Here is an excerpt from the press release on the corporate solution:

Copyright Clearance Center Announces Rightsphere™: First Comprehensive Rights Advisory & Management Solution for Content Users and Librarians

Web-based Service Bridges Gap between Knowledge Sharing and Copyright Compliance

DANVERS, MA, June 8, 2006 — Copyright Clearance Center (CCC), the world’s largest provider of text licensing solutions, today announced the launch of Rightsphere™, a revolutionary Web-based rights advisory and management service that helps corporations promote collaboration and the free flow of published information while respecting copyright.

The first-of-its-kind service, which will debut June 11 at the Annual Conference of the Special Libraries Association (SLA) in Baltimore, is a major advance for companies that place high value on knowledge sharing and innovation. Rightsphere provides a customized, comprehensive view of all rights assets held by a business and delivers unambiguous answers to the common employee question: “What can I do with this content?”

“Rightsphere goes right to the heart of the fear, confusion and complexity that stifle companies from unleashing the value of the content they obtain,” says Chuck Richard, Vice President & Lead Analyst, Outsell, Inc. “It is a rights performance solution with a major productivity upside that knocks aside the logs in the corporate rights-clearing logjam. It captures CCC’s deep understanding of the value of content and the value of rights within an elegant solution for enterprises: deliver more game-changing content to employees with less rights angst and busywork.”
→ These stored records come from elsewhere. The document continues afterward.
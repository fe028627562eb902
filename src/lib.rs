//! Rangesweep: pull every record out of a capped range-query upstream.
//!
//! The upstream answers inclusive key ranges (block numbers, row ids, ...) but refuses any range
//! whose answer would exceed its hard cap. The sweep halves the chunk width on every refusal,
//! doubles it across empty stretches, and keeps it steady while records flow.

pub mod engine;
pub mod error;
pub mod source;
pub mod sweep;
pub mod types;
pub mod utils;

/// Re-export types for API
pub use types::*;

pub use engine::executor::{Upstream, UpperBound};
pub use engine::progress::{ProgressSink, progress_sink};
pub use error::{CursorError, SweepError, TooManyResults};

use log::debug;

use engine::{
    ChunkSizeController, CollectionLoop, OverflowMatcher, ProgressReporter, QueryExecutor,
    RangeCursor,
};

/// Collect every record the upstream holds for the inclusive range `[lo0, hi0]`.
///
/// - **`on_progress: None`** → no progress callbacks.
/// - **`on_progress: Some(f)`** → `f(processed, total)` after each accepted chunk, where `processed`
///   is the offset of the last covered key and `total == hi0 - lo0`. An error from `f` aborts the sweep.
///
/// Records come back in range order, upstream order within a range. On any error nothing is returned.
///
/// ```ignore
/// let opts = rangesweep::SweepOpts::with_widths(4, 1, 16);
/// let upstream = |lo: u64, hi: u64| -> anyhow::Result<Vec<u64>> { Ok((lo..=hi).collect()) };
/// let records = rangesweep::collect_all(0, 9, upstream, &opts, None)?;
/// ```
pub fn collect_all<U: Upstream>(
    lo0: u64,
    hi0: u64,
    upstream: U,
    opts: &SweepOpts,
    on_progress: Option<ProgressSink<'_>>,
) -> Result<Vec<U::Record>, SweepError> {
    collect_with_stats(lo0, hi0, upstream, opts, on_progress).map(|sweep| sweep.records)
}

/// Same as [`collect_all`], also returning the loop counters.
pub fn collect_with_stats<U: Upstream>(
    lo0: u64,
    hi0: u64,
    upstream: U,
    opts: &SweepOpts,
    on_progress: Option<ProgressSink<'_>>,
) -> Result<Sweep<U::Record>, SweepError> {
    if lo0 > hi0 {
        return Err(SweepError::invalid(format!("lo0 {lo0} exceeds hi0 {hi0}")));
    }
    let controller = ChunkSizeController::new(opts.initial_width, opts.min_width, opts.max_width)?;
    let cursor = RangeCursor::new(lo0, hi0)?;
    let executor = QueryExecutor::new(upstream, OverflowMatcher::new(&opts.overflow_markers));
    let reporter = ProgressReporter::new(hi0 - lo0, on_progress);

    debug!(
        "{} sweep [{lo0}, {hi0}] opts:{:?}",
        env!("CARGO_PKG_NAME").to_uppercase(),
        opts
    );
    CollectionLoop::new(cursor, controller, executor, reporter, opts.cancel.clone()).run()
}

/// Sweep from `lo0` up to the oracle's current upper bound, read once before the first query.
pub fn collect_to_head<U: Upstream, B: UpperBound>(
    lo0: u64,
    mut oracle: B,
    upstream: U,
    opts: &SweepOpts,
    on_progress: Option<ProgressSink<'_>>,
) -> Result<Sweep<U::Record>, SweepError> {
    let hi0 = oracle.upper_bound().map_err(SweepError::UpperBound)?;
    debug!("upper bound resolved to {hi0}");
    collect_with_stats(lo0, hi0, upstream, opts, on_progress)
}
//! Table sweep: the CLI operation wrapped around the library core.

use anyhow::{Context, Result};
use kdam::Animation;
use log::{debug, info};
use serde::Serialize;
use std::fs::File;
use std::io::{BufWriter, Write};
use std::path::{Path, PathBuf};

use crate::engine::progress::{ProgressBarConfig, bar_sink, create_progress_bar, finish_bar};
use crate::source::{SqliteUpstream, open_source_db};
use crate::utils::config::DEFAULT_QUERY_CAP;
use crate::{CancelToken, Sweep, SweepOpts, SweepStats, collect_to_head, collect_with_stats};

/// Everything a table sweep needs: defaults, then `.rangesweep.toml`, then CLI flags.
#[derive(Clone, Debug)]
pub struct SweepSettings {
    pub db_path: PathBuf,
    pub table: Option<String>,
    pub key: Option<String>,
    /// First key; `None` → smallest key in the table.
    pub from: Option<u64>,
    /// Last key (inclusive); `None` → largest key when the sweep starts.
    pub to: Option<u64>,
    pub cap: u64,
    /// JSON-lines destination; `None` → stdout.
    pub output: Option<PathBuf>,
    /// Debug logs plus progress bar.
    pub verbose: bool,
    pub opts: SweepOpts,
}

impl SweepSettings {
    pub fn new(db_path: &Path) -> Self {
        Self {
            db_path: db_path.to_path_buf(),
            table: None,
            key: None,
            from: None,
            to: None,
            cap: DEFAULT_QUERY_CAP,
            output: None,
            verbose: false,
            opts: SweepOpts::default(),
        }
    }
}

/// Sweep the configured table and write every row as a JSON line. Ctrl+C stops at the next chunk boundary.
pub fn sweep_table(settings: &SweepSettings) -> Result<SweepStats> {
    let table = settings
        .table
        .as_deref()
        .context("no table given (use --table or `table` in the config file)")?;
    let key = settings
        .key
        .as_deref()
        .context("no key column given (use --key or `key` in the config file)")?;

    let conn = open_source_db(&settings.db_path)?;
    let cancel = CancelToken::new();
    let cancel_handler = cancel.clone();
    ctrlc::set_handler(move || cancel_handler.cancel()).context("set Ctrl+C handler")?;
    let mut opts = settings.opts.clone();
    opts.cancel = Some(cancel);

    let sweep = sweep_rows(&conn, table, key, settings, &opts)?;
    let Some(sweep) = sweep else {
        info!("{table} has no rows; nothing to sweep");
        return Ok(SweepStats::default());
    };

    let written = match &settings.output {
        Some(path) => {
            let file = File::create(path)
                .with_context(|| format!("create output file {}", path.display()))?;
            write_json_lines(BufWriter::new(file), &sweep.records)?
        }
        None => write_json_lines(std::io::stdout().lock(), &sweep.records)?,
    };
    let stats = sweep.stats;
    info!(
        "Collected {} rows from {table} in {} queries ({} overflows, {} empty chunks, final width {})",
        written, stats.upstream_calls, stats.overflows, stats.empty_chunks, stats.final_width
    );
    Ok(stats)
}

/// Run the sweep against an open connection. `None` when the table is empty and no `from` was given.
pub fn sweep_rows(
    conn: &rusqlite::Connection,
    table: &str,
    key: &str,
    settings: &SweepSettings,
    opts: &SweepOpts,
) -> Result<Option<Sweep<crate::source::Row>>> {
    let probe = SqliteUpstream::new(conn, table, key, settings.cap);
    let upstream = SqliteUpstream::new(conn, table, key, settings.cap);

    let lo = match settings.from {
        Some(lo) => lo,
        None => match probe.key_bounds()? {
            Some((min, _)) => min,
            None => return Ok(None),
        },
    };
    debug!("sweeping {table}.{key} from {lo} with cap {}", settings.cap);

    let bar = settings
        .verbose
        .then(|| create_progress_bar(ProgressBarConfig::new(0, "Sweeping", Animation::Classic)));
    let sink = bar.as_ref().map(bar_sink);

    let sweep = match settings.to {
        Some(hi) => collect_with_stats(lo, hi, upstream, opts, sink)?,
        None => collect_to_head(lo, || probe.head(), upstream, opts, sink)?,
    };
    if let Some(bar) = &bar {
        finish_bar(bar);
    }
    Ok(Some(sweep))
}

/// Serialize each record on its own line and flush. Returns the number of lines written.
pub fn write_json_lines<W: Write, T: Serialize>(mut out: W, records: &[T]) -> Result<usize> {
    for record in records {
        serde_json::to_writer(&mut out, record).context("serialize record")?;
        out.write_all(b"\n").context("write record")?;
    }
    out.flush().context("flush output")?;
    Ok(records.len())
}
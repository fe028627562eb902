//! Collection loop: cursor + executor + controller + reporter.

use log::{debug, info};

use crate::error::SweepError;
use crate::{CancelToken, Outcome, Sweep, SweepStats};

use super::controller::ChunkSizeController;
use super::cursor::RangeCursor;
use super::executor::{QueryExecutor, Upstream};
use super::progress::ProgressReporter;

/// One sweep over `[lo0, hi0]`. Built per call and consumed by [`run`](Self::run); nothing is shared between sweeps.
pub struct CollectionLoop<'a, U: Upstream> {
    lo0: u64,
    cursor: RangeCursor,
    controller: ChunkSizeController,
    executor: QueryExecutor<U>,
    reporter: ProgressReporter<'a>,
    cancel: Option<CancelToken>,
    output: Vec<U::Record>,
    stats: SweepStats,
}

impl<'a, U: Upstream> CollectionLoop<'a, U> {
    pub fn new(
        cursor: RangeCursor,
        controller: ChunkSizeController,
        executor: QueryExecutor<U>,
        reporter: ProgressReporter<'a>,
        cancel: Option<CancelToken>,
    ) -> Self {
        Self {
            lo0: cursor.position(),
            cursor,
            controller,
            executor,
            reporter,
            cancel,
            output: Vec::new(),
            stats: SweepStats::default(),
        }
    }

    /// Run until every key is covered. Any error drops the records gathered so far.
    pub fn run(mut self) -> Result<Sweep<U::Record>, SweepError> {
        while self.cursor.remaining() > 0 {
            let w = self.controller.current();
            if let Some(cancel) = &self.cancel
                && cancel.is_cancelled()
            {
                return Err(SweepError::Cancelled {
                    next_lo: self.cursor.position(),
                    width: w,
                });
            }

            let range = self.cursor.peek(w)?;
            self.stats.upstream_calls += 1;
            let outcome = self.executor.run(range, w)?;
            let tag = outcome.tag();

            match outcome {
                Outcome::Overflow => {
                    self.stats.overflows += 1;
                    if self.controller.at_floor() {
                        return Err(SweepError::FatalOverflowAtMin {
                            lo: range.lo,
                            hi: range.hi,
                            width: w,
                        });
                    }
                    let mut narrowed = self.controller.on_outcome(tag);
                    // A tail range clamped to hi stays the same until the width drops below its span.
                    while narrowed >= range.span() && !self.controller.at_floor() {
                        narrowed = self.controller.on_outcome(tag);
                    }
                    info!("Too many results in {range}: narrowing chunk width {w} -> {narrowed}");
                    continue;
                }
                Outcome::Empty => {
                    self.stats.empty_chunks += 1;
                    debug!("{range}: empty");
                }
                Outcome::Records(records) => {
                    debug!("{range}: {} records", records.len());
                    self.stats.records += records.len() as u64;
                    self.output.extend(records);
                }
            }

            self.cursor.advance(range.key_count())?;
            self.stats.accepted_chunks += 1;
            let next = self.controller.on_outcome(tag);
            if next != w {
                debug!("chunk width {w} -> {next}");
            }
            self.reporter.update(range.hi - self.lo0)?;
        }

        self.stats.final_width = self.controller.current();
        debug!("sweep done: {:?}", self.stats);
        Ok(Sweep {
            records: self.output,
            stats: self.stats,
        })
    }
}

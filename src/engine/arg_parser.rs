use clap::Parser;
use std::path::PathBuf;

/// Adaptive chunked range sweeper.
#[derive(Clone, Debug, Parser)]
#[command(name = "rangesweep")]
#[command(
    about = "Sweep every row of an SQLite table by key range, narrowing the window whenever a query exceeds the cap."
)]
pub struct Cli {
    /// SQLite database to read.
    #[arg(value_name = "DB")]
    pub db: PathBuf,

    /// Table to sweep.
    #[arg(long, short)]
    pub table: Option<String>,

    /// Integer key column ranges are taken over.
    #[arg(long, short)]
    pub key: Option<String>,

    /// First key to sweep. Default: smallest key in the table.
    #[arg(long)]
    pub from: Option<u64>,

    /// Last key to sweep (inclusive). Default: largest key in the table at start.
    #[arg(long)]
    pub to: Option<u64>,

    /// Rows a single range query may return before it counts as "too many results".
    #[arg(long, short = 'c')]
    pub cap: Option<u64>,

    /// Width of the first range requested.
    #[arg(long, short = 'w')]
    pub initial_width: Option<u64>,

    /// Smallest width to shrink to; overflowing at this width is fatal.
    #[arg(long)]
    pub min_width: Option<u64>,

    /// Largest width to grow to over empty stretches.
    #[arg(long)]
    pub max_width: Option<u64>,

    /// Write records as JSON lines here instead of stdout.
    #[arg(long, short)]
    pub output: Option<PathBuf>,

    /// Verbose output (debug logs and progress bar).
    #[arg(long, short = 'v', num_args = 0..=1, default_missing_value = "true", value_parser = clap::value_parser!(bool))]
    pub verbose: Option<bool>,
}
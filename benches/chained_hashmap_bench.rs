use chained_hashmap::{HashMap, HashSet};
use criterion::{black_box, criterion_group, criterion_main, BatchSize, Criterion};
use std::time::Duration;

fn lcg(mut s: u64) -> impl Iterator<Item = u64> {
    std::iter::from_fn(move || {
        s = s.wrapping_mul(6364136223846793005).wrapping_add(1);
        Some(s)
    })
}

fn key(n: u64) -> String {
    format!("k{:016x}", n)
}

fn bench_insert(c: &mut Criterion) {
    // Starts at the default 16 buckets, so this includes every resize.
    c.bench_function("hashmap_insert_10k", |b| {
        b.iter_batched(
            HashMap::new,
            |mut m| {
                for (i, x) in lcg(1).take(10_000).enumerate() {
                    m.set(key(x), i).unwrap();
                }
                black_box(m)
            },
            BatchSize::SmallInput,
        )
    });
}

fn bench_get_hit(c: &mut Criterion) {
    c.bench_function("hashmap_get_hit", |b| {
        let mut m = HashMap::new();
        let keys: Vec<_> = lcg(7).take(20_000).map(key).collect();
        for (i, k) in keys.iter().enumerate() {
            m.set(k, i).unwrap();
        }
        let mut it = keys.iter().cycle();
        b.iter(|| {
            let k = it.next().unwrap();
            black_box(m.get(k).unwrap());
        })
    });
}

fn bench_get_miss(c: &mut Criterion) {
    c.bench_function("hashmap_get_miss", |b| {
        let mut m = HashMap::new();
        for (i, x) in lcg(11).take(10_000).enumerate() {
            m.set(key(x), i).unwrap();
        }
        let mut miss = lcg(0xdead_beef);
        b.iter(|| {
            let k = key(miss.next().unwrap());
            black_box(m.get(&k).unwrap());
        })
    });
}

fn bench_set_add_remove(c: &mut Criterion) {
    c.bench_function("hashset_add_remove_1k", |b| {
        let keys: Vec<_> = lcg(3).take(1_000).map(key).collect();
        b.iter_batched(
            HashSet::new,
            |mut s| {
                for k in &keys {
                    s.add(k).unwrap();
                }
                for k in &keys {
                    black_box(s.remove(k).unwrap());
                }
                s
            },
            BatchSize::SmallInput,
        )
    });
}

fn bench_config() -> Criterion {
    Criterion::default()
        .sample_size(50)
        .measurement_time(Duration::from_secs(8))
        .warm_up_time(Duration::from_secs(2))
}

criterion_group! {
    name = benches;
    config = bench_config();
    targets = bench_insert, bench_get_hit, bench_get_miss, bench_set_add_remove
}
criterion_main!(benches);
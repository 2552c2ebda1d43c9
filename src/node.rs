//! Chain element.

/// One entry of a bucket chain. Owns its successor.
#[derive(Debug)]
pub struct Node<V> {
    pub(crate) key: String,
    pub(crate) value: V,
    pub(crate) next: Option<Box<Node<V>>>,
}

impl<V> Node<V> {
    pub(crate) fn new(key: String, value: V) -> Self {
        Self {
            key,
            value,
            next: None,
        }
    }

    pub fn key(&self) -> &str {
        &self.key
    }

    pub fn value(&self) -> &V {
        &self.value
    }

    pub fn value_mut(&mut self) -> &mut V {
        &mut self.value
    }

    pub fn next(&self) -> Option<&Node<V>> {
        self.next.as_deref()
    }
}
Rightsphere makes information about a company’s content reuse rights instantly available to employees at their desktops, dramatically reducing the time it takes to verify copyright permissions. By consolidating all of these rights assets in a single, easy-to-access repository, Rightsphere enables librarians and information professionals to organize and manage rights by country, city or department. These rights can come from many sources, including CCC’s annual licenses and per-use permissions, licenses obtained directly from publishers, aggregators and other information providers and licenses purchased from rights organizations in other countries. Utilizing Rightsphere’s powerful administrative application, content and license managers can easily add, modify and delete records about publications, rights conditions and other content information.

Global pharmaceutical companies Novartis and AstraZeneca both are working with CCC as charter customers for Rightsphere. Deborah Juterbock, global head of the Novartis Knowledge Center, calls Rightsphere “a key element in our copyright and corporate compliance policies.”

Market Need
CCC designed Rightsphere for organizations that view collaboration as a key driver of innovation and growth. With so much information available at the speed of a keystroke, it has never been easier to copy, forward or e-mail content to anyone, at any time. But regularly distributing content without copyright permission violates most corporations’ IP compliance policies and conflicts with copyright law. Many companies instruct employees to ask corporate library staff for permission before they share published documents. This is a time-consuming process that disrupts employee workflow, consumes hours of librarian time and ultimately slows collaboration and innovation.

To avoid this delay, some employees distribute articles without waiting for permission, violating ethics policies and exposing organizations to claims of copyright infringement. In response, some companies institute restrictive policies on information sharing, hampering the company’s higher mission: to learn and grow. “That’s why it’s never been more important for companies to know what rights they have, and to give their employees access to them—quickly and easily,” says CCC Vice President of Marketing Bill Burger.

“Rightsphere is designed for today’s knowledge economy, in which information collaboration is critical,” says Burger. “Published documents are shared among coworkers, customers and business partners at ever-increasing rates, but old methods of rights approval and rights management have failed to keep pace. Rightsphere addresses a company’s need to boost
knowledge and innovation through better use of its information assets, while also complying with its own ethical and legal policies.”